Tunis and Tripoli 12 July 2015:
There is growing anger among Libyan revolutionaries as Tunisia begins work on a fence and . . .[restrict]ditch and bank defences along the entire length of the 459km border between the two countries.
The Supreme Council of Revolutionaries in Tripoli has angrily denounced the work as a “blatant attack on Libyan sovereignty” and an act of aggression.
The Tunisian government, which says the work will completed by the end of the year, insists the barrier is essential to stop the movement of terrorists, as well as the lucrative work of smugglers. A major source of revenue is the export of cheap, subsidised Libyan petrol and cooking gas for resale in Tunisia. Gangs on both sides of the border are involved.
In Tripoli, opponents of the scheme are accusing the Tunisians of trying to grab Libyan territory under the guise of security measures. The Tunisians say the frontier defences are being constructed entirely on their side of the border.

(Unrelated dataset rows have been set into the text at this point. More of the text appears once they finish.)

//! Policy amount coercion
//!
//! Callers hand in whatever the UI collected: a number, a numeric string
//! (possibly formatted as "$250,000"), or nothing at all.

use std::fmt;

use crate::error::PremiumError;

/// Raw policy amount before validation
#[derive(Debug, Clone, PartialEq)]
pub enum PolicyAmount {
    Missing,
    Number(f64),
    Text(String),
}

impl PolicyAmount {
    /// Validated dollar amount: finite and strictly positive
    pub fn dollars(&self) -> Result<f64, PremiumError> {
        let value = match self {
            PolicyAmount::Missing => None,
            PolicyAmount::Number(n) => Some(*n),
            PolicyAmount::Text(text) => parse_text(text),
        };
        match value {
            Some(v) if v.is_finite() && v > 0.0 => Ok(v),
            _ => Err(PremiumError::InvalidAmount(self.to_string())),
        }
    }
}

fn parse_text(text: &str) -> Option<f64> {
    let trimmed = text.trim();
    let trimmed = trimmed.strip_prefix('$').unwrap_or(trimmed).trim_start();
    if trimmed.is_empty() {
        return None;
    }
    let digits: String = trimmed.chars().filter(|c| *c != ',').collect();
    digits.parse().ok()
}

impl fmt::Display for PolicyAmount {
    fn fmt(&self, f: &mut fmt::Formatter<'_>) -> fmt::Result {
        match self {
            PolicyAmount::Missing => f.write_str("<missing>"),
            PolicyAmount::Number(n) => write!(f, "{}", n),
            PolicyAmount::Text(t) => write!(f, "{:?}", t),
        }
    }
}

macro_rules! amount_from_number {
    ($($t:ty),*) => {
        $(
            impl From<$t> for PolicyAmount {
                fn from(value: $t) -> Self {
                    PolicyAmount::Number(value as f64)
                }
            }
        )*
    };
}

amount_from_number!(f64, f32, i32, i64, u32, u64, usize);

impl From<&str> for PolicyAmount {
    fn from(value: &str) -> Self {
        PolicyAmount::Text(value.to_string())
    }
}

impl From<String> for PolicyAmount {
    fn from(value: String) -> Self {
        PolicyAmount::Text(value)
    }
}

impl From<&String> for PolicyAmount {
    fn from(value: &String) -> Self {
        PolicyAmount::Text(value.clone())
    }
}

impl<T: Into<PolicyAmount>> From<Option<T>> for PolicyAmount {
    fn from(value: Option<T>) -> Self {
        value.map(Into::into).unwrap_or(PolicyAmount::Missing)
    }
}

#[cfg(test)]
mod tests {
    use super::*;

    #[test]
    fn test_numbers() {
        assert_eq!(PolicyAmount::from(250_000).dollars(), Ok(250_000.0));
        assert_eq!(PolicyAmount::from(0.5f64).dollars(), Ok(0.5));
        assert!(PolicyAmount::from(0).dollars().is_err());
        assert!(PolicyAmount::from(-100).dollars().is_err());
        assert!(PolicyAmount::from(f64::NAN).dollars().is_err());
        assert!(PolicyAmount::from(f64::INFINITY).dollars().is_err());
    }

    #[test]
    fn test_numeric_strings() {
        assert_eq!(PolicyAmount::from("125000").dollars(), Ok(125_000.0));
        assert_eq!(PolicyAmount::from("  99999.99 ").dollars(), Ok(99_999.99));
        assert_eq!(PolicyAmount::from("$250,000").dollars(), Ok(250_000.0));
        assert_eq!(PolicyAmount::from("$ 1,250,000.50").dollars(), Ok(1_250_000.5));
        assert_eq!(PolicyAmount::from("1e6").dollars(), Ok(1_000_000.0));
    }

    #[test]
    fn test_invalid_strings() {
        for text in ["", "   ", "abc", "$", "12abc", "NaN", "inf", "-5", "0"] {
            assert!(PolicyAmount::from(text).dollars().is_err(), "{text:?} should be invalid");
        }
    }

    #[test]
    fn test_missing() {
        assert!(PolicyAmount::from(None::<f64>).dollars().is_err());
        assert_eq!(PolicyAmount::from(Some("300000")).dollars(), Ok(300_000.0));
    }

    #[test]
    fn test_error_names_input() {
        let err = PolicyAmount::from("abc").dollars().unwrap_err();
        assert_eq!(err.to_string(), "invalid policy amount: \"abc\"");
    }
}
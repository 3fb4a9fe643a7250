mod error;
mod factor;
pub mod nt_funcs;
mod tables;

pub use error::Error;
pub use factor::{check_mersenne, FactorCandidates, Report, SearchConfig, Verdict};

pub mod detail {
    pub use super::tables::SMALL_PRIMES;
}
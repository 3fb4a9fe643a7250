//! Trial-factor search for Mersenne numbers M(p) = 2^p - 1
//!
//! Every prime factor q of a Mersenne number with prime exponent p has the
//! form q = 2kp + 1 with q ≡ ±1 (mod 8), so the search only visits
//! candidates of that shape up to √(2^p - 1). A candidate divides M(p)
//! exactly when 2^p ≡ 1 (mod q).
//!
//! Reference: <https://www.mersenne.org/various/math.php>

use crate::error::Error;
use crate::nt_funcs::{is_prime, mod_pow};
use log::debug;
use std::fmt;
use std::sync::atomic::{AtomicBool, Ordering};
use std::sync::Arc;

/// Search bound √(2^p - 1), clamped into the range of u64 candidates.
#[derive(Clone, Copy, Debug, PartialEq, Eq)]
enum Bound {
    /// candidates above this value end the search
    Upto(u64),
    /// 2^p - 1 outgrows the square of any u64, every candidate is admissible
    Unreachable,
}

impl Bound {
    fn new(p: u64) -> Self {
        if p >= 128 {
            // q² < 2^128 ≤ 2^p for every u64 candidate q
            return Bound::Unreachable;
        }
        // the square root of a 127-bit number always fits in u64
        Bound::Upto(num_integer::sqrt((1u128 << p) - 1) as u64)
    }

    fn admits(self, q: u64) -> bool {
        match self {
            Bound::Upto(limit) => q <= limit,
            Bound::Unreachable => true,
        }
    }
}

/// Lazy generator of the factor candidates q = 2kp + 1 for k = 1, 2, 3, ...
///
/// Candidates with q ≢ ±1 (mod 8) are skipped, since no such q divides a
/// Mersenne number; primality of the survivors is left to the caller. The
/// stream ends once a candidate passes √(2^p - 1), and a candidate escaping
/// the u64 range surfaces as [Error::FactorOverflow] before the stream
/// fuses.
pub struct FactorCandidates {
    p: u64,
    k: u64,
    bound: Bound,
    exhausted: bool,
}

impl FactorCandidates {
    pub fn new(p: u64) -> Self {
        FactorCandidates {
            p,
            k: 1,
            bound: Bound::new(p),
            exhausted: false,
        }
    }
}

impl Iterator for FactorCandidates {
    type Item = Result<u64, Error>;

    fn next(&mut self) -> Option<Self::Item> {
        if self.exhausted {
            return None;
        }
        loop {
            let k = self.k;
            self.k += 1;
            let q = match 2u64
                .checked_mul(k)
                .and_then(|kk| kk.checked_mul(self.p))
                .and_then(|kkp| kkp.checked_add(1))
            {
                Some(q) => q,
                None => {
                    // every later k overflows as well
                    self.exhausted = true;
                    return Some(Err(Error::FactorOverflow { p: self.p, k }));
                }
            };
            if !self.bound.admits(q) {
                self.exhausted = true;
                return None;
            }
            // admissible residues of a Mersenne factor modulo 8
            if q & 7 != 1 && q & 7 != 7 {
                continue;
            }
            return Some(Ok(q));
        }
    }
}

/// Verdict of one factor search
#[derive(Clone, Copy, Debug, PartialEq, Eq)]
pub enum Verdict {
    /// the exponent is composite, so M(p) is composite without any search
    ExponentNotPrime,
    /// the carried candidate divides M(p), witnessing compositeness
    CompositeWithFactor(u64),
    /// no factor of the admissible form exists below √(2^p - 1)
    Prime,
}

/// Search outcome for one exponent, renderable as a descriptive line
#[derive(Clone, Copy, Debug, PartialEq, Eq)]
pub struct Report {
    pub p: u64,
    pub verdict: Verdict,
}

impl fmt::Display for Report {
    fn fmt(&self, f: &mut fmt::Formatter<'_>) -> fmt::Result {
        match self.verdict {
            Verdict::ExponentNotPrime => write!(
                f,
                "M{} = 2^{}-1 is not prime (exponent not prime)",
                self.p, self.p
            ),
            Verdict::CompositeWithFactor(q) => write!(
                f,
                "M{} = 2^{}-1 is composite with factor {}",
                self.p, self.p, q
            ),
            Verdict::Prime => write!(f, "M{} = 2^{}-1 is prime", self.p, self.p),
        }
    }
}

/// Configuration for [check_mersenne]
#[derive(Clone)]
pub struct SearchConfig {
    /// cooperative stop flag, polled once per candidate; a raised flag ends
    /// the search with [Error::Interrupted]
    pub cancel: Option<Arc<AtomicBool>>,
}

impl SearchConfig {
    pub fn default() -> Self {
        Self { cancel: None }
    }
}

/// Decide whether the Mersenne number M(p) = 2^p - 1 is prime by searching
/// for a factor of the form 2kp + 1 below √(2^p - 1).
///
/// A composite exponent settles the verdict immediately, since M(ab) is
/// divisible by M(a). Otherwise the candidates from [FactorCandidates] are
/// tested with [is_prime] and the divisibility criterion
/// `mod_pow(2, p, q) == 1`; the first hit is returned as the factor.
///
/// Exponents below 2 are rejected with [Error::InvalidExponent].
pub fn check_mersenne(p: u64, config: Option<SearchConfig>) -> Result<Report, Error> {
    let config = config.unwrap_or(SearchConfig::default());
    if p < 2 {
        return Err(Error::InvalidExponent(p));
    }
    if !is_prime(p) {
        return Ok(Report {
            p,
            verdict: Verdict::ExponentNotPrime,
        });
    }

    for candidate in FactorCandidates::new(p) {
        if let Some(flag) = &config.cancel {
            if flag.load(Ordering::Relaxed) {
                return Err(Error::Interrupted(p));
            }
        }
        let q = candidate?;
        if !is_prime(q) {
            continue;
        }
        if mod_pow(2, p, q) == 1 {
            debug!("found factor {} of M{}", q, p);
            return Ok(Report {
                p,
                verdict: Verdict::CompositeWithFactor(q),
            });
        }
    }

    debug!("no factor of M{} below the search bound", p);
    Ok(Report {
        p,
        verdict: Verdict::Prime,
    })
}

There has never been a formal dispute over the demarcation of the western land frontier. A disagreement over the sharing of offshore oil territory was decided in Libya’s favour in 1982 by the International Court of Justice.
The entire new border structure, part fence and part ditch, is, say the Tunisians, to be patrolled by drones and be equipped with sophisticated electronic surveillance.
Some security analysts have however questioned the utility of the frontier barrier. One area of terrorist activity in Tunisia is Gafsa, which is along part of the border with Algerian. Tunisian security forces yesterday killed five militants in the region. Libya also has a porous border with Algeria across which militants are known to have crossed regularly.
It will only be a minor inconvenience for terrorists to move in an out of Tunisia via Algeria rather than Libya. It will however present more of a problem for fuel smugglers.